What is being asked - Copy each line of the data below in which the word "InvalidData" can be found.
━━ Data records
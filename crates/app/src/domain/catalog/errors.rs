//! Catalog service errors.

use sqlx::{
    Error,
    error::{DatabaseError, ErrorKind},
};
use thiserror::Error;

#[derive(Debug, Error)]
pub enum CatalogServiceError {
    #[error("catalog item already exists")]
    AlreadyExists,

    #[error("catalog item not found")]
    NotFound,

    #[error("related resource not found")]
    InvalidReference,

    #[error("missing required data")]
    MissingRequiredData,

    #[error("invalid data")]
    InvalidData,

    #[error("storage error")]
    Sql(#[source] Error),
}

impl From<Error> for CatalogServiceError {
    fn from(error: Error) -> Self {
        if matches!(error, Error::RowNotFound) {
            return Self::NotFound;
        }

        match error.as_database_error().map(DatabaseError::kind) {
            Some(ErrorKind::UniqueViolation) => Self::AlreadyExists,
            Some(ErrorKind::ForeignKeyViolation) => Self::InvalidReference,
            Some(ErrorKind::NotNullViolation) => Self::MissingRequiredData,
            Some(ErrorKind::CheckViolation) => Self::InvalidData,
            Some(ErrorKind::Other | _) | None => Self::Sql(error),
        }
    }
}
━━━━
Written solution -
    InvalidData,
            Some(ErrorKind::CheckViolation) => Self::InvalidData,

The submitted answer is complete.